Validity of the connection-matrix approach to GaAs-${\mathrm{Al}}_{\mathit{x}}$${\mathrm{Ga}}_{1\mathrm{-}\mathit{x}}$As quantum wells

The abruptness of the semiconductor heterojunction has been dealt with by many past researchers by incorporating the single-band effective-mass equation with a connection matrix at the interface. This connection-matrix method has been used to predict the eigenenergies of the GaAs-${\mathrm{Al}}_{\mathit{x}}$${\mathrm{Ga}}_{1\mathrm{-}\mathit{x}}$As quantum wells. In this paper, the validity of this approach to quantum wells is examined by varying the location of the interface within a lattice constant to reveal the eigenenergy dependence on the location. The eigenenergy should be independent of the interface location if the single-band effective-mass equation combined with the connection matrix is a consistent theoretical entity.
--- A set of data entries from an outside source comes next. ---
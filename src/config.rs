use color_eyre::{eyre::eyre, Result};
use serde::Deserialize;
use std::path::{Path, PathBuf};

#[derive(Debug, Clone, Deserialize)]
pub struct Config {
  pub service: ServiceConfig,
  #[serde(default)]
  pub cache: CacheConfig,
}

#[derive(Debug, Clone, Deserialize)]
pub struct ServiceConfig {
  /// Base URL of the record service
  pub url: String,
  /// Author handle whose journal this client works on
  pub author: String,
}

#[derive(Debug, Clone, Deserialize)]
pub struct CacheConfig {
  /// Resident cache budget in bytes
  #[serde(default = "default_max_size")]
  pub max_size_bytes: usize,
  /// Fraction of the budget that triggers eviction
  #[serde(default = "default_pressure_threshold")]
  pub pressure_threshold: f64,
  /// Seconds before cached data is considered stale
  #[serde(default = "default_stale_secs")]
  pub stale_secs: u64,
  /// Whether to persist a snapshot across sessions
  #[serde(default)]
  pub persist: bool,
}

fn default_max_size() -> usize {
  4 * 1024 * 1024
}

fn default_pressure_threshold() -> f64 {
  0.8
}

fn default_stale_secs() -> u64 {
  300
}

impl Default for CacheConfig {
  fn default() -> Self {
    Self {
      max_size_bytes: default_max_size(),
      pressure_threshold: default_pressure_threshold(),
      stale_secs: default_stale_secs(),
      persist: false,
    }
  }
}

impl Config {
  /// Load configuration from file.
  ///
  /// Search order:
  /// 1. Explicit path if provided
  /// 2. ./jotline.yaml (current directory)
  /// 3. $XDG_CONFIG_HOME/jotline/config.yaml
  pub fn load(explicit_path: Option<&Path>) -> Result<Self> {
    let path = if let Some(p) = explicit_path {
      if p.exists() {
        Some(p.to_path_buf())
      } else {
        return Err(eyre!("Config file not found: {}", p.display()));
      }
    } else {
      Self::find_config_file()
    };

    match path {
      Some(p) => Self::load_from_path(&p),
      None => Err(eyre!(
        "No configuration file found. Create one at ~/.config/jotline/config.yaml\n\
                 See config.example.yaml for the format."
      )),
    }
  }

  fn find_config_file() -> Option<PathBuf> {
    // Check current directory
    let local = PathBuf::from("jotline.yaml");
    if local.exists() {
      return Some(local);
    }

    // Check XDG config directory
    if let Some(config_dir) = dirs::config_dir() {
      let xdg_path = config_dir.join("jotline").join("config.yaml");
      if xdg_path.exists() {
        return Some(xdg_path);
      }
    }

    None
  }

  fn load_from_path(path: &Path) -> Result<Self> {
    let contents = std::fs::read_to_string(path)
      .map_err(|e| eyre!("Failed to read config file {}: {}", path.display(), e))?;

    let config: Config = serde_yaml::from_str(&contents)
      .map_err(|e| eyre!("Failed to parse config file {}: {}", path.display(), e))?;

    Ok(config)
  }

  /// Get the service API token from environment variables.
  ///
  /// Checks JOTLINE_TOKEN first, then JOURNAL_API_TOKEN as fallback.
  pub fn get_api_token() -> Result<String> {
    std::env::var("JOTLINE_TOKEN")
      .or_else(|_| std::env::var("JOURNAL_API_TOKEN"))
      .map_err(|_| {
        eyre!("Service token not found. Set JOTLINE_TOKEN or JOURNAL_API_TOKEN environment variable.")
      })
  }
}
//! Durable cache snapshots behind a minimal key-value capability.
//!
//! The snapshot is one serialized blob under a fixed storage key. Only
//! allow-listed query categories are persisted (never the live feed, never
//! pending optimistic entries), sensitive entries only pass through the
//! injected cipher — with no cipher configured they are simply not written —
//! and a snapshot older than 24 hours is discarded wholesale on restore
//! rather than partially trusted.

use chrono::{DateTime, Duration, Utc};
use rusqlite::{params, Connection};
use serde::{Deserialize, Serialize};
use std::collections::HashMap;
use std::path::Path;
use std::sync::{Arc, Mutex};
use tracing::{debug, warn};

use super::key::QueryKey;
use super::store::{CachedValue, RecordCache};

/// Storage slot holding the serialized snapshot.
pub const STORAGE_KEY: &str = "jotline.cache.v1";

const SNAPSHOT_TTL_HOURS: i64 = 24;

/// Durable-storage failures. Kept separate from [`crate::error::ApiError`]:
/// persistence trouble never surfaces as a remote failure.
#[derive(Debug, thiserror::Error)]
pub enum StoreError {
  #[error("storage backend error: {0}")]
  Backend(String),
  #[error("serialization error: {0}")]
  Codec(String),
  #[error("cipher error: {0}")]
  Cipher(String),
}

/// Minimal durable key-value capability, swappable per target platform.
pub trait KeyValueStore: Send + Sync {
  fn get(&self, key: &str) -> Result<Option<Vec<u8>>, StoreError>;
  fn set(&self, key: &str, value: &[u8]) -> Result<(), StoreError>;
  fn remove(&self, key: &str) -> Result<(), StoreError>;
}

impl<S: KeyValueStore + ?Sized> KeyValueStore for Arc<S> {
  fn get(&self, key: &str) -> Result<Option<Vec<u8>>, StoreError> {
    (**self).get(key)
  }

  fn set(&self, key: &str, value: &[u8]) -> Result<(), StoreError> {
    (**self).set(key, value)
  }

  fn remove(&self, key: &str) -> Result<(), StoreError> {
    (**self).remove(key)
  }
}

/// Encrypt/decrypt capability for sensitive entries. The algorithm lives with
/// the platform; the cache only decides *when* to call it.
pub trait EntryCipher: Send + Sync {
  fn encrypt(&self, plaintext: &[u8]) -> Result<Vec<u8>, StoreError>;
  fn decrypt(&self, ciphertext: &[u8]) -> Result<Vec<u8>, StoreError>;
}

/// In-memory store for tests and cache-less sessions.
#[derive(Default)]
pub struct MemoryStore {
  data: Mutex<HashMap<String, Vec<u8>>>,
}

impl MemoryStore {
  pub fn new() -> Self {
    Self::default()
  }
}

impl KeyValueStore for MemoryStore {
  fn get(&self, key: &str) -> Result<Option<Vec<u8>>, StoreError> {
    Ok(self.data.lock().expect("store lock poisoned").get(key).cloned())
  }

  fn set(&self, key: &str, value: &[u8]) -> Result<(), StoreError> {
    self
      .data
      .lock()
      .expect("store lock poisoned")
      .insert(key.to_string(), value.to_vec());
    Ok(())
  }

  fn remove(&self, key: &str) -> Result<(), StoreError> {
    self.data.lock().expect("store lock poisoned").remove(key);
    Ok(())
  }
}

/// SQLite-backed store at the platform data directory.
pub struct SqliteStore {
  conn: Mutex<Connection>,
}

const KV_SCHEMA: &str = r#"
CREATE TABLE IF NOT EXISTS kv_store (
    key TEXT PRIMARY KEY,
    value BLOB NOT NULL,
    written_at TEXT NOT NULL DEFAULT (datetime('now'))
);
"#;

impl SqliteStore {
  /// Open or create the store at the default location.
  pub fn open() -> Result<Self, StoreError> {
    let data_dir = dirs::data_dir()
      .or_else(|| dirs::home_dir().map(|p| p.join(".local/share")))
      .ok_or_else(|| StoreError::Backend("could not determine data directory".into()))?;
    Self::open_at(&data_dir.join("jotline").join("cache.db"))
  }

  pub fn open_at(path: &Path) -> Result<Self, StoreError> {
    if let Some(parent) = path.parent() {
      std::fs::create_dir_all(parent)
        .map_err(|e| StoreError::Backend(format!("failed to create cache directory: {}", e)))?;
    }

    let conn = Connection::open(path).map_err(|e| {
      StoreError::Backend(format!("failed to open cache db at {}: {}", path.display(), e))
    })?;

    let store = Self {
      conn: Mutex::new(conn),
    };
    store.run_migrations()?;
    Ok(store)
  }

  #[cfg(test)]
  pub fn in_memory() -> Result<Self, StoreError> {
    let conn = Connection::open_in_memory()
      .map_err(|e| StoreError::Backend(format!("failed to open in-memory db: {}", e)))?;
    let store = Self {
      conn: Mutex::new(conn),
    };
    store.run_migrations()?;
    Ok(store)
  }

  fn run_migrations(&self) -> Result<(), StoreError> {
    self
      .lock()?
      .execute_batch(KV_SCHEMA)
      .map_err(|e| StoreError::Backend(format!("failed to run migrations: {}", e)))
  }

  fn lock(&self) -> Result<std::sync::MutexGuard<'_, Connection>, StoreError> {
    self
      .conn
      .lock()
      .map_err(|e| StoreError::Backend(format!("lock poisoned: {}", e)))
  }
}

impl KeyValueStore for SqliteStore {
  fn get(&self, key: &str) -> Result<Option<Vec<u8>>, StoreError> {
    let conn = self.lock()?;
    let mut stmt = conn
      .prepare("SELECT value FROM kv_store WHERE key = ?")
      .map_err(|e| StoreError::Backend(format!("failed to prepare query: {}", e)))?;

    let result = stmt.query_row(params![key], |row| row.get::<_, Vec<u8>>(0));
    match result {
      Ok(value) => Ok(Some(value)),
      Err(rusqlite::Error::QueryReturnedNoRows) => Ok(None),
      Err(e) => Err(StoreError::Backend(format!("failed to read key: {}", e))),
    }
  }

  fn set(&self, key: &str, value: &[u8]) -> Result<(), StoreError> {
    self
      .lock()?
      .execute(
        "INSERT OR REPLACE INTO kv_store (key, value, written_at)
         VALUES (?, ?, datetime('now'))",
        params![key, value],
      )
      .map_err(|e| StoreError::Backend(format!("failed to write key: {}", e)))?;
    Ok(())
  }

  fn remove(&self, key: &str) -> Result<(), StoreError> {
    self
      .lock()?
      .execute("DELETE FROM kv_store WHERE key = ?", params![key])
      .map_err(|e| StoreError::Backend(format!("failed to remove key: {}", e)))?;
    Ok(())
  }
}

#[derive(Debug, Serialize, Deserialize)]
struct PersistedQuery {
  key: QueryKey,
  /// JSON text of the cached value; hex-encoded ciphertext when `encrypted`
  data: String,
  updated_at: DateTime<Utc>,
  sensitive: bool,
  encrypted: bool,
}

#[derive(Debug, Serialize, Deserialize)]
struct PersistedSnapshot {
  queries: Vec<PersistedQuery>,
  timestamp: DateTime<Utc>,
}

/// Saves and restores cache snapshots through the capability traits.
pub struct CachePersistence {
  store: Box<dyn KeyValueStore>,
  cipher: Option<Arc<dyn EntryCipher>>,
}

impl CachePersistence {
  pub fn new(store: Box<dyn KeyValueStore>, cipher: Option<Arc<dyn EntryCipher>>) -> Self {
    Self { store, cipher }
  }

  /// Write the persistable slice of the cache. Returns how many entries were
  /// written.
  pub fn save(&self, cache: &RecordCache) -> Result<usize, StoreError> {
    let mut queries = Vec::new();

    for slot in cache.all_entries() {
      if !slot.key.persist_eligible() || slot.value.contains_pending() {
        continue;
      }

      let json = serde_json::to_vec(&slot.value)
        .map_err(|e| StoreError::Codec(format!("failed to serialize cache entry: {}", e)))?;

      let (data, encrypted) = if slot.sensitive {
        match &self.cipher {
          Some(cipher) => (hex::encode(cipher.encrypt(&json)?), true),
          None => {
            debug!(
              key = %slot.key.description(),
              "no cipher configured, sensitive entry not persisted"
            );
            continue;
          }
        }
      } else {
        let text = String::from_utf8(json)
          .map_err(|e| StoreError::Codec(format!("non-utf8 serialization: {}", e)))?;
        (text, false)
      };

      queries.push(PersistedQuery {
        key: slot.key,
        data,
        updated_at: slot.updated_at,
        sensitive: slot.sensitive,
        encrypted,
      });
    }

    let count = queries.len();
    let snapshot = PersistedSnapshot {
      queries,
      timestamp: Utc::now(),
    };
    let blob = serde_json::to_vec(&snapshot)
      .map_err(|e| StoreError::Codec(format!("failed to serialize snapshot: {}", e)))?;
    self.store.set(STORAGE_KEY, &blob)?;

    debug!(entries = count, "cache snapshot written");
    Ok(count)
  }

  /// Load the snapshot back into the cache. Returns how many entries were
  /// restored. A snapshot past its TTL, or one that fails to parse, is
  /// discarded wholesale.
  pub fn restore(&self, cache: &RecordCache) -> Result<usize, StoreError> {
    let Some(blob) = self.store.get(STORAGE_KEY)? else {
      return Ok(0);
    };

    let snapshot: PersistedSnapshot = match serde_json::from_slice(&blob) {
      Ok(snapshot) => snapshot,
      Err(e) => {
        warn!("discarding unreadable cache snapshot: {}", e);
        self.store.remove(STORAGE_KEY)?;
        return Ok(0);
      }
    };

    if Utc::now() - snapshot.timestamp > Duration::hours(SNAPSHOT_TTL_HOURS) {
      debug!("cache snapshot past its ttl, discarding");
      self.store.remove(STORAGE_KEY)?;
      return Ok(0);
    }

    let mut restored = 0;
    for query in snapshot.queries {
      let bytes = if query.encrypted {
        let Some(cipher) = &self.cipher else {
          continue;
        };
        let Ok(ciphertext) = hex::decode(&query.data) else {
          warn!(key = %query.key.description(), "bad ciphertext encoding, entry skipped");
          continue;
        };
        match cipher.decrypt(&ciphertext) {
          Ok(bytes) => bytes,
          Err(e) => {
            warn!(key = %query.key.description(), "decryption failed, entry skipped: {}", e);
            continue;
          }
        }
      } else {
        query.data.into_bytes()
      };

      match serde_json::from_slice::<CachedValue>(&bytes) {
        Ok(value) => {
          cache.restore(query.key, value, query.updated_at);
          restored += 1;
        }
        Err(e) => {
          warn!(key = %query.key.description(), "unreadable entry skipped: {}", e);
        }
      }
    }

    debug!(entries = restored, "cache snapshot restored");
    Ok(restored)
  }

  /// Drop the durable snapshot, e.g. on logout.
  pub fn wipe(&self) -> Result<(), StoreError> {
    self.store.remove(STORAGE_KEY)
  }
}

#[cfg(test)]
mod tests {
  use super::*;
  use crate::cache::store::CacheLimits;
  use crate::records::test_support::{entry, page, sensitive_entry};
  use crate::records::{Entry, Payload, Privacy};

  /// Involutive test cipher; enough to prove plaintext never hits the store.
  struct FlipCipher;

  impl EntryCipher for FlipCipher {
    fn encrypt(&self, plaintext: &[u8]) -> Result<Vec<u8>, StoreError> {
      Ok(plaintext.iter().map(|b| b ^ 0xAA).collect())
    }

    fn decrypt(&self, ciphertext: &[u8]) -> Result<Vec<u8>, StoreError> {
      self.encrypt(ciphertext)
    }
  }

  fn list_key(author: &str) -> QueryKey {
    QueryKey::Entries {
      author: author.into(),
      filter: Default::default(),
    }
  }

  fn cache_with_public_list() -> RecordCache {
    let cache = RecordCache::new(CacheLimits::default());
    cache.set(
      list_key("alice"),
      CachedValue::Page(page(vec![entry("a", "one"), entry("b", "two")])),
    );
    cache
  }

  #[test]
  fn roundtrip_restores_entries_with_their_timestamps() {
    let cache = cache_with_public_list();
    let before = cache.get(&list_key("alice")).unwrap();

    let persistence = CachePersistence::new(Box::new(MemoryStore::new()), None);
    assert_eq!(persistence.save(&cache).unwrap(), 1);

    let fresh = RecordCache::new(CacheLimits::default());
    assert_eq!(persistence.restore(&fresh).unwrap(), 1);

    let restored = fresh.get(&list_key("alice")).unwrap();
    assert_eq!(restored.value, before.value);
    assert_eq!(restored.updated_at, before.updated_at);
  }

  #[test]
  fn sensitive_entries_need_a_cipher_to_persist() {
    let cache = RecordCache::new(CacheLimits::default());
    cache.set(
      list_key("alice"),
      CachedValue::Page(page(vec![sensitive_entry("s", "secret")])),
    );

    let persistence = CachePersistence::new(Box::new(MemoryStore::new()), None);
    assert_eq!(persistence.save(&cache).unwrap(), 0);
  }

  #[test]
  fn sensitive_entries_are_encrypted_at_rest() {
    let cache = RecordCache::new(CacheLimits::default());
    cache.set(
      list_key("alice"),
      CachedValue::Page(page(vec![sensitive_entry("s", "the secret text")])),
    );

    let store = Arc::new(MemoryStore::new());
    let persistence = CachePersistence::new(Box::new(store.clone()), Some(Arc::new(FlipCipher)));
    assert_eq!(persistence.save(&cache).unwrap(), 1);

    // The blob on disk never contains the plaintext.
    let blob = store.get(STORAGE_KEY).unwrap().unwrap();
    let text = String::from_utf8_lossy(&blob);
    assert!(!text.contains("the secret text"));

    let fresh = RecordCache::new(CacheLimits::default());
    assert_eq!(persistence.restore(&fresh).unwrap(), 1);
    let restored = fresh.get_page(&list_key("alice")).unwrap();
    assert_eq!(restored.items[0].payload.text(), "the secret text");
  }

  #[test]
  fn pending_and_feed_entries_are_not_persisted() {
    let cache = cache_with_public_list();
    cache.set(
      QueryKey::Feed {
        author: "alice".into(),
      },
      CachedValue::Page(page(vec![entry("a", "one")])),
    );
    cache.set(
      QueryKey::Entry {
        author: "alice".into(),
        rkey: "temp-1".into(),
      },
      CachedValue::Single(Entry::optimistic(
        "temp-1".into(),
        Privacy::Public,
        Payload::Note { text: "wip".into() },
      )),
    );

    let persistence = CachePersistence::new(Box::new(MemoryStore::new()), None);
    // Only the plain listing qualifies.
    assert_eq!(persistence.save(&cache).unwrap(), 1);
  }

  #[test]
  fn expired_snapshot_is_discarded_wholesale() {
    let store = MemoryStore::new();
    let stale = PersistedSnapshot {
      queries: vec![PersistedQuery {
        key: list_key("alice"),
        data: serde_json::to_string(&CachedValue::Page(page(vec![entry("a", "one")]))).unwrap(),
        updated_at: Utc::now(),
        sensitive: false,
        encrypted: false,
      }],
      timestamp: Utc::now() - Duration::hours(25),
    };
    store
      .set(STORAGE_KEY, &serde_json::to_vec(&stale).unwrap())
      .unwrap();

    let persistence = CachePersistence::new(Box::new(store), None);
    let cache = RecordCache::new(CacheLimits::default());
    assert_eq!(persistence.restore(&cache).unwrap(), 0);
    assert!(cache.is_empty());
  }

  #[test]
  fn unreadable_snapshot_is_discarded() {
    let store = MemoryStore::new();
    store.set(STORAGE_KEY, b"not json at all").unwrap();

    let persistence = CachePersistence::new(Box::new(store), None);
    let cache = RecordCache::new(CacheLimits::default());
    assert_eq!(persistence.restore(&cache).unwrap(), 0);
  }

  #[test]
  fn sqlite_store_roundtrip() {
    let store = SqliteStore::in_memory().unwrap();
    assert!(store.get("missing").unwrap().is_none());

    store.set("k", b"v1").unwrap();
    assert_eq!(store.get("k").unwrap().unwrap(), b"v1");

    store.set("k", b"v2").unwrap();
    assert_eq!(store.get("k").unwrap().unwrap(), b"v2");

    store.remove("k").unwrap();
    assert!(store.get("k").unwrap().is_none());
  }
}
However, as the interface is displaced from -a to a (where a is the lattice constant) relative to the location where the numerical values of the connection matrices are usually given in the literature, the first and the second eigenenergies of the GaAs-${\mathrm{Al}}_{0.3}$${\mathrm{Ga}}_{0.7}$As quantum wells can deviate by about 6 and 20 meV, respectively. Therefore, it is concluded that the connection-matrix approach to quantum wells is not sufficiently consistent. However, the eigenenergy deviations become less signficant for the quantum well with lower barrier energy and wider well width.